Spotify provides a user's history in a series of JSON Files. Some years have multiple files. I wrote a simple function to consolidate this history into a Dict with each year as the key. See below


In [None]:
# | export
# |hide
def extract_streaming_history(
    data_folder: Path,  # Path to the folder containing the streaming history files
) -> Dict[str, pd.DataFrame]:  # Dictionary containing DataFrames for each year

    def get_json_files(data_folder: Path) -> List[Path]:
        """
        Get all the json files in the streaming_history folder.
        """

        json_files = []

        for file in data_folder.iterdir():
            if file.suffix == ".json":
                json_files.append(file)

        return json_files

    def extract_year_from_filename(filename: str) -> str:
        """
        Extract the year from a filename. The year should be a single year,
        not a range of years.
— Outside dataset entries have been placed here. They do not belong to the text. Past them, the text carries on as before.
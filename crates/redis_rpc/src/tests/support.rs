use super::*;

use std::{
    collections::HashMap,
    sync::{atomic::AtomicUsize, Mutex},
};

use async_trait::async_trait;

/// In-memory pub/sub fabric standing in for Redis: a publish delivers
/// synchronously to the channel's handler, and every publish is recorded
/// for inspection. Matches the trait contract of one handler per channel,
/// replaced on re-subscribe.
pub(super) struct InMemoryTransport {
    subscriptions: Mutex<HashMap<String, MessageHandler>>,
    published: Mutex<Vec<(String, Vec<u8>)>>,
}

impl InMemoryTransport {
    pub(super) fn new() -> Arc<Self> {
        Arc::new(Self {
            subscriptions: Mutex::new(HashMap::new()),
            published: Mutex::new(Vec::new()),
        })
    }

    pub(super) fn publish_count(&self) -> usize {
        self.published.lock().unwrap().len()
    }

    pub(super) fn publishes_to(&self, channel: &str) -> usize {
        self.published
            .lock()
            .unwrap()
            .iter()
            .filter(|(name, _)| name == channel)
            .count()
    }

    pub(super) fn published(&self) -> Vec<(String, Vec<u8>)> {
        self.published.lock().unwrap().clone()
    }

    pub(super) fn published_channels(&self) -> Vec<String> {
        self.published
            .lock()
            .unwrap()
            .iter()
            .map(|(name, _)| name.clone())
            .collect()
    }
}

#[async_trait]
impl PubSubTransport for InMemoryTransport {
    async fn publish(&self, channel: &str, payload: Vec<u8>) -> Result<(), RpcError> {
        self.published
            .lock()
            .unwrap()
            .push((channel.to_string(), payload.clone()));
        let handler = self.subscriptions.lock().unwrap().get(channel).cloned();
        if let Some(handler) = handler {
            handler(channel, &payload);
        }
        Ok(())
    }

    async fn subscribe(&self, channel: &str, handler: MessageHandler) -> Result<(), RpcError> {
        self.subscriptions
            .lock()
            .unwrap()
            .insert(channel.to_string(), handler);
        Ok(())
    }

    async fn unsubscribe(&self, channel: &str) -> Result<(), RpcError> {
        self.subscriptions.lock().unwrap().remove(channel);
        Ok(())
    }
}

/// Arithmetic handler backing the end-to-end scenarios.
pub(super) struct CalculatorHandler;

#[async_trait]
impl Handler for CalculatorHandler {
    fn supported_methods(&self) -> Vec<String> {
        ["Add", "Divide", "Echo", "Sleepy", "Panicky"]
            .iter()
            .map(|name| name.to_string())
            .collect()
    }

    async fn handle(
        &self,
        method: &str,
        params: Value,
        cancel: CancellationToken,
    ) -> Result<Value, RpcError> {
        match method {
            "Add" => {
                let (a, b) = operands(&params)?;
                Ok(json!(a + b))
            }
            "Divide" => {
                let (a, b) = operands(&params)?;
                if b == 0 {
                    return Err(RpcError::invalid_parameters(
                        "Division by zero is not allowed",
                        json!({ "dividend": a, "divisor": b }),
                    ));
                }
                Ok(json!(a / b))
            }
            "Echo" => Ok(params),
            "Sleepy" => {
                let ms = params.get("ms").and_then(Value::as_u64).unwrap_or(30_000);
                tokio::select! {
                    _ = time::sleep(Duration::from_millis(ms)) => Ok(json!("done")),
                    _ = cancel.cancelled() => Err(RpcError::Cancelled),
                }
            }
            "Panicky" => panic!("handler exploded"),
            other => Err(RpcError::MethodNotFound {
                method: other.to_string(),
            }),
        }
    }
}

fn operands(params: &Value) -> Result<(i64, i64), RpcError> {
    let a = params.get("a").and_then(Value::as_i64);
    let b = params.get("b").and_then(Value::as_i64);
    match (a, b) {
        (Some(a), Some(b)) => Ok((a, b)),
        _ => Err(RpcError::invalid_parameters(
            "expected numeric fields `a` and `b`",
            None,
        )),
    }
}

/// Tracks the high-water mark of simultaneous invocations.
pub(super) struct GateHandler {
    pub(super) in_flight: AtomicUsize,
    pub(super) high_water: AtomicUsize,
}

impl GateHandler {
    pub(super) fn new() -> Arc<Self> {
        Arc::new(Self {
            in_flight: AtomicUsize::new(0),
            high_water: AtomicUsize::new(0),
        })
    }
}

#[async_trait]
impl Handler for GateHandler {
    fn supported_methods(&self) -> Vec<String> {
        vec!["Gate".to_string()]
    }

    // Ignores the cancellation token on purpose: sleeps for the requested
    // `ms` (default 10) no matter what, so tests can model handlers that
    // outlive the server deadline.
    async fn handle(
        &self,
        _method: &str,
        params: Value,
        _cancel: CancellationToken,
    ) -> Result<Value, RpcError> {
        let ms = params.get("ms").and_then(Value::as_u64).unwrap_or(10);
        let now = self.in_flight.fetch_add(1, Ordering::SeqCst) + 1;
        self.high_water.fetch_max(now, Ordering::SeqCst);
        time::sleep(Duration::from_millis(ms)).await;
        self.in_flight.fetch_sub(1, Ordering::SeqCst);
        Ok(params)
    }
}

/// Records every invocation; fails when asked to.
pub(super) struct RecordingHandler {
    calls: Mutex<Vec<(String, Value)>>,
}

impl RecordingHandler {
    pub(super) fn new() -> Arc<Self> {
        Arc::new(Self {
            calls: Mutex::new(Vec::new()),
        })
    }

    pub(super) fn call_count(&self) -> usize {
        self.calls.lock().unwrap().len()
    }
}

#[async_trait]
impl Handler for RecordingHandler {
    fn supported_methods(&self) -> Vec<String> {
        vec!["LogActivity".to_string(), "FailLoudly".to_string()]
    }

    async fn handle(
        &self,
        method: &str,
        params: Value,
        _cancel: CancellationToken,
    ) -> Result<Value, RpcError> {
        self.calls
            .lock()
            .unwrap()
            .push((method.to_string(), params));
        if method == "FailLoudly" {
            return Err(RpcError::internal("asked to fail"));
        }
        Ok(Value::Null)
    }
}

/// Answers every supported method with a fixed value.
pub(super) struct ConstHandler {
    pub(super) methods: Vec<String>,
    pub(super) reply: Value,
}

#[async_trait]
impl Handler for ConstHandler {
    fn supported_methods(&self) -> Vec<String> {
        self.methods.clone()
    }

    async fn handle(
        &self,
        _method: &str,
        _params: Value,
        _cancel: CancellationToken,
    ) -> Result<Value, RpcError> {
        Ok(self.reply.clone())
    }
}

/// Server + client pair wired over one in-memory transport, with the
/// calculator listening on the `calculator` channel.
pub(super) async fn calculator_fixture() -> (Arc<InMemoryTransport>, RpcServer, RpcClient) {
    calculator_fixture_with(RpcOptions::default()).await
}

pub(super) async fn calculator_fixture_with(
    options: RpcOptions,
) -> (Arc<InMemoryTransport>, RpcServer, RpcClient) {
    let transport = InMemoryTransport::new();
    let server = RpcServer::with_transport(transport.clone(), options.clone());
    server.register_handler(Arc::new(CalculatorHandler));
    server
        .start_listening(["calculator"])
        .await
        .expect("subscribe should succeed on the in-memory transport");
    let client = RpcClient::with_transport(transport.clone(), options);
    (transport, server, client)
}

/// Polls `condition` until it holds or a generous deadline passes.
pub(super) async fn wait_until(mut condition: impl FnMut() -> bool) {
    for _ in 0..400 {
        if condition() {
            return;
        }
        time::sleep(Duration::from_millis(5)).await;
    }
    panic!("condition not reached in time");
}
For example, 2021-2022 should be 2021.
        """

        year = re.search(r"\d{4}", filename).group()

        return year

    year_to_df = {}

    paths = get_json_files(data_folder)

    for path in paths:
        # Extract the valid year from the filename
        year = extract_year_from_filename(path.name)
        if year is None:
            continue

        # Read the JSON file into a DataFrame
        df = pd.read_json(path)

        # Append the DataFrame to the existing DataFrame for the year, or create a new entry
        if year in year_to_df:
            year_to_df[year] = pd.concat(
                [year_to_df[year], df], ignore_index=True)
        else:
            year_to_df[year] = df

    return year_to_df

In [None]:
streaming_history = extract_streaming_history(Path("streaming_history"))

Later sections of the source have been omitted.